Andrea Guaia è nato a Busto Arsizio, classe millennial 1988. Psicologo, youtuber, cultore del degrado e finto critico cinematografico, poiché in realtà non fa altro che analizzare i film dal punto di vista dei suoi studi accademici. Da grande vuole scrivere romanzi come Burroughs e saggi come Deleuze.
Lo ammetto: ero scettico. Generalmente i libri di cinema che si offrono come compendi come "i 100 film più importanti" deludono. Deludono perché generalmente parlano a un pubblico non cinefilo o navigato e tendono a proporre titoli che un appassionato già conosce e presentandoli in modo spesso superficiale. Invece devo dire che Andrea Guaia ha fatto un eccellente lavoro: ha selezionato 100 titoli che, per lui, rappresentano la summa del cinema estremo riuscendo a calibrare sia gli immancabili noti (Salò o le 120 giornate di Sodoma e Arancia Meccanica) con curiosità che sono persino più underground dell'underground. Altro punto su cui convince: fortunatamente non è americano-centrico. Il cinema di tutto il mondo viene preso in considerazione, dall'America latina all'Asia, passando per l'est europa, l'Italia... con anche gustose interviste agli autori e approfondimenti su scene e sottogeneri. Unico neo: molto spesso le analisi sono sostanzialmente soggettive (non si contano le volte in cui vengono usati superlativi positivi per parlare di un tal regista o un tal attore), ma è una quisquiglia.

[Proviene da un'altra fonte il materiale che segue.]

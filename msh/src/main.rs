use clap::Parser;
use msh::{MshError, Outcome, Session, Value};
use msh_config::{LoggingConfig, MshConfig, ShellConfig};
use std::path::PathBuf;
use tracing_subscriber::{layer::SubscriberExt, util::SubscriberInitExt};

mod completer;

/// msh - a minimal shell that threads its working directory through each command
#[derive(Parser, Debug)]
#[command(name = "msh", version, about)]
struct Args {
    /// Execute command lines separated by ';' and exit
    #[arg(short = 'c')]
    command: Option<String>,

    /// Starting directory (default: the process working directory)
    #[arg(short, long)]
    dir: Option<String>,

    /// Path to configuration file
    #[arg(long = "config", env = "MSH_CONFIG")]
    config: Option<String>,
}

fn main() -> Result<(), Box<dyn std::error::Error>> {
    let args = Args::parse();

    let config = match &args.config {
        Some(path) => msh_config::load_from_file(path).map_err(MshError::from)?,
        None => msh_config::load().unwrap_or_else(|e| {
            eprintln!("msh: warning: failed to load config: {e}, using defaults");
            MshConfig::default()
        }),
    };

    init_logging(&config.logging);

    let mut session = args
        .dir
        .map_or_else(Session::from_current_dir, Session::new);

    if let Some(command) = args.command {
        std::process::exit(run_commands(&mut session, &command));
    }

    run_repl(&mut session, &config.shell)?;
    Ok(())
}

fn init_logging(config: &LoggingConfig) {
    let filter = tracing_subscriber::EnvFilter::try_from_default_env()
        .unwrap_or_else(|_| tracing_subscriber::EnvFilter::new(config.directive()));

    tracing_subscriber::registry()
        .with(tracing_subscriber::fmt::layer().with_writer(std::io::stderr))
        .with(filter)
        .init();
}

fn print_value(value: &Value) {
    if value.is_empty() {
        return;
    }
    let out = value.to_string();
    if out.is_empty() {
        return;
    }
    if out.ends_with('\n') {
        print!("{out}");
    } else {
        println!("{out}");
    }
}

/// Run `;`-separated command lines, stopping at the first error or `exit`.
fn run_commands(session: &mut Session, input: &str) -> i32 {
    for line in input.split(';') {
        match session.execute(line) {
            Ok(Outcome::Value(value)) => print_value(&value),
            Ok(Outcome::Exit) => return 0,
            Err(e) => {
                eprintln!("msh: {e}");
                return 1;
            }
        }
    }
    0
}

fn history_path(file: &str) -> Option<PathBuf> {
    if file.is_empty() {
        return None;
    }
    match file.strip_prefix("~/") {
        Some(stripped) => dirs_home().map(|home| home.join(stripped)),
        None => Some(PathBuf::from(file)),
    }
}

fn dirs_home() -> Option<PathBuf> {
    std::env::var_os("HOME").map(PathBuf::from)
}

fn run_repl(
    session: &mut Session,
    shell_config: &ShellConfig,
) -> Result<(), Box<dyn std::error::Error>> {
    use completer::MshHelper;
    use rustyline::error::ReadlineError;
    use rustyline::history::DefaultHistory;
    use rustyline::{CompletionType, Config, Editor};

    let history = &shell_config.history;
    let rl_config = Config::builder()
        .completion_type(CompletionType::List)
        .max_history_size(history.max_entries)?
        .history_ignore_dups(true)?
        .history_ignore_space(true)
        .auto_add_history(false)
        .build();

    let mut rl: Editor<MshHelper, DefaultHistory> = Editor::with_config(rl_config)?;
    rl.set_helper(Some(MshHelper::new(session.cwd().to_string())));

    let history_path = if history.enabled {
        history_path(&history.file)
    } else {
        None
    };
    if let Some(path) = &history_path {
        if let Err(e) = rl.load_history(path) {
            tracing::debug!(path = %path.display(), error = %e, "No history loaded");
        }
    }

    println!("msh v{}", env!("CARGO_PKG_VERSION"));
    println!("Type 'exit' to quit, 'help' for help.");
    println!();

    loop {
        if let Some(helper) = rl.helper_mut() {
            helper.set_cwd(session.cwd());
        }

        let prompt = shell_config.render_prompt(session.cwd());

        match rl.readline(&prompt) {
            Ok(line) => {
                let line = line.trim();
                if line.is_empty() {
                    continue;
                }

                if history.enabled {
                    let _ = rl.add_history_entry(line);
                }

                match session.execute(line) {
                    Ok(Outcome::Value(value)) => print_value(&value),
                    Ok(Outcome::Exit) => break,
                    Err(e) => eprintln!("msh: {e}"),
                }
            }
            Err(ReadlineError::Interrupted) => {
                println!("^C");
                continue;
            }
            Err(ReadlineError::Eof) => {
                println!("exit");
                break;
            }
            Err(err) => {
                eprintln!("Error: {err:?}");
                break;
            }
        }
    }

    if let Some(path) = &history_path {
        if let Err(e) = rl.save_history(path) {
            tracing::warn!(path = %path.display(), error = %e, "Failed to save history");
        }
    }

    Ok(())
}
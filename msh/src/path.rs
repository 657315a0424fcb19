//! Syntactic path resolution against the directory state.
//!
//! Nothing here touches the filesystem: existence is checked by whichever
//! operation consumes the resolved path.

use std::path::Path;

/// Resolve `path` against the current directory `state`.
///
/// - `.` and `./` yield `state` unchanged
/// - `..` yields [`parent`] of `state`
/// - absolute paths are returned as-is
/// - anything else is joined onto `state`
pub fn resolve(state: &str, path: &str) -> String {
    match path {
        "." | "./" => state.to_string(),
        ".." => parent(state),
        _ if Path::new(path).is_absolute() => path.to_string(),
        _ => Path::new(state).join(path).to_string_lossy().into_owned(),
    }
}

/// Drop the last component of `state`.
///
/// Truncation is purely textual, so symlinks are not followed and a `..`
/// already inside `state` is kept. The root is its own parent. A single
/// relative component yields `.`, and `.` (or an empty state) yields `..`.
pub fn parent(state: &str) -> String {
    let trimmed = state.trim_end_matches('/');
    if trimmed.is_empty() {
        return if state.is_empty() {
            "..".to_string()
        } else {
            "/".to_string()
        };
    }
    if trimmed == "." {
        return "..".to_string();
    }
    match Path::new(trimmed).parent() {
        Some(p) if p.as_os_str().is_empty() => ".".to_string(),
        Some(p) => p.to_string_lossy().into_owned(),
        None => "/".to_string(),
    }
}
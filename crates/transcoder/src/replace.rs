use std::fs;
use std::path::{Path, PathBuf};
use log::{error, info, warn};
use crate::config::ReplaceMode;
use crate::error::ReplacementError;

/// Marker inserted between stem and extension of an in-progress encode
pub const TEMP_MARKER: &str = "hevcify-tmp";
/// Marker for the original moved aside during a safe swap
pub const BACKUP_MARKER: &str = "hevcify-orig";

/// Containers that carry HEVC with stream-copied audio; anything else is remuxed to the default
pub const KEEP_CONTAINERS: &[&str] = &["mp4", "mkv", "mov"];

/// True for temp outputs and swap backups left by this tool
pub fn is_work_file(path: &Path) -> bool {
    path.file_name()
        .and_then(|n| n.to_str())
        .map(|n| n.contains(&format!(".{}.", TEMP_MARKER)) || n.contains(&format!(".{}.", BACKUP_MARKER)))
        .unwrap_or(false)
}

/// Sizes for accounting, captured around the swap
#[derive(Debug, Clone, Copy, PartialEq, Eq)]
pub struct Replacement {
    pub original_bytes: u64,
    pub new_bytes: u64,
}

/// Extension the converted file ends up with
pub fn resolve_container(original_ext: &str, default_container: &str) -> String {
    let ext = original_ext.trim_start_matches('.').to_lowercase();
    if KEEP_CONTAINERS.contains(&ext.as_str()) {
        ext
    } else {
        default_container.trim_start_matches('.').to_lowercase()
    }
}

fn sibling_with(source: &Path, marker: Option<&str>, ext: &str) -> PathBuf {
    let stem = source
        .file_stem()
        .map(|s| s.to_string_lossy().to_string())
        .unwrap_or_default();
    let name = match marker {
        Some(m) => format!("{}.{}.{}", stem, m, ext),
        None => format!("{}.{}", stem, ext),
    };
    source.with_file_name(name)
}

/// `<dir>/<stem>.hevcify-tmp.<container>`
pub fn temp_output_path(source: &Path, container: &str) -> PathBuf {
    sibling_with(source, Some(TEMP_MARKER), container)
}

/// `<dir>/<stem>.<container>`
pub fn final_path(source: &Path, container: &str) -> PathBuf {
    sibling_with(source, None, container)
}

/// `<dir>/<stem>.hevcify-orig.<original ext>`
pub fn backup_path(source: &Path) -> PathBuf {
    let ext = source
        .extension()
        .map(|e| e.to_string_lossy().to_string())
        .unwrap_or_default();
    sibling_with(source, Some(BACKUP_MARKER), &ext)
}

/// Swaps an encoded temp output in for its original
#[derive(Debug, Clone, Copy)]
pub struct ReplacementManager {
    mode: ReplaceMode,
}

impl ReplacementManager {
    pub fn new(mode: ReplaceMode) -> Self {
        Self { mode }
    }

    pub fn mode(&self) -> ReplaceMode {
        self.mode
    }

    /// Verify the temp output, then put it at `final_path` in place of `source`.
    pub fn replace(&self, source: &Path, temp: &Path, final_path: &Path) -> Result<Replacement, ReplacementError> {
        let pre = |reason: String| ReplacementError::PreDelete {
            source_path: source.to_path_buf(),
            reason,
        };

        // (a) temp output must exist and be non-empty
        let new_bytes = match fs::metadata(temp) {
            Ok(m) if m.len() > 0 => m.len(),
            Ok(_) => {
                fs::remove_file(temp).ok();
                return Err(pre(format!("encoded output is empty: {}", temp.display())));
            }
            Err(e) => return Err(pre(format!("encoded output missing: {}: {}", temp.display(), e))),
        };

        // The scan snapshot may be stale
        let original_bytes = match fs::metadata(source) {
            Ok(m) => m.len(),
            Err(e) => {
                fs::remove_file(temp).ok();
                return Err(pre(format!("original no longer readable: {}", e)));
            }
        };

        if final_path != source && final_path.exists() {
            return Err(pre(format!("final path already taken: {}", final_path.display())));
        }

        match self.mode {
            ReplaceMode::DeleteThenRename => delete_then_rename(source, temp, final_path)?,
            ReplaceMode::SafeSwap => safe_swap(source, temp, final_path)?,
        }

        info!("🔁 Replaced {} -> {}", source.display(), final_path.display());
        Ok(Replacement {
            original_bytes,
            new_bytes,
        })
    }
}

fn post_delete(source: &Path, temp: &Path, final_path: &Path, reason: String) -> ReplacementError {
    let err = ReplacementError::PostDelete {
        source_path: source.to_path_buf(),
        temp_path: temp.to_path_buf(),
        final_path: final_path.to_path_buf(),
        reason,
    };
    error!("{}", err);
    err
}

fn delete_then_rename(source: &Path, temp: &Path, final_path: &Path) -> Result<(), ReplacementError> {
    // (b) remove the original
    fs::remove_file(source).map_err(|e| ReplacementError::PreDelete {
        source_path: source.to_path_buf(),
        reason: format!("failed to remove original: {}", e),
    })?;

    // (c) rename temp into place; from here on a failure has lost the original
    fs::rename(temp, final_path)
        .map_err(|e| post_delete(source, temp, final_path, format!("rename failed: {}", e)))?;

    if !final_path.exists() {
        return Err(post_delete(source, temp, final_path, "final file missing after rename".to_string()));
    }
    Ok(())
}

fn safe_swap(source: &Path, temp: &Path, final_path: &Path) -> Result<(), ReplacementError> {
    let backup = backup_path(source);

    fs::rename(source, &backup).map_err(|e| ReplacementError::PreDelete {
        source_path: source.to_path_buf(),
        reason: format!("failed to move original aside to {}: {}", backup.display(), e),
    })?;

    if let Err(e) = fs::rename(temp, final_path) {
        return match fs::rename(&backup, source) {
            Ok(()) => {
                warn!("Swap failed, original restored from {}", backup.display());
                Err(ReplacementError::PreDelete {
                    source_path: source.to_path_buf(),
                    reason: format!("rename of encoded output failed, original restored: {}", e),
                })
            }
            Err(restore) => Err(post_delete(
                source,
                temp,
                final_path,
                format!("rename failed ({}) and restore from {} failed ({})", e, backup.display(), restore),
            )),
        };
    }

    if let Err(e) = fs::remove_file(&backup) {
        // The new file is in place; a stray backup only costs disk space
        warn!("Could not remove backup {}: {}", backup.display(), e);
    }
    Ok(())
}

Bello ripercorrere un tipo di cinema sfidante che apprezzo e finalmente sono riuscito anche a segnarmi quei tre-quattro titoli che non conoscevo affatto e che devo trovare il coraggio di recuperare.
Estremo, scritto bene, mi ha rivelato una realtà cinematografica a me completamente sconosciuta! Certamente saprò riconoscere quali film evitare per salvaguardare la mia sanità mentale.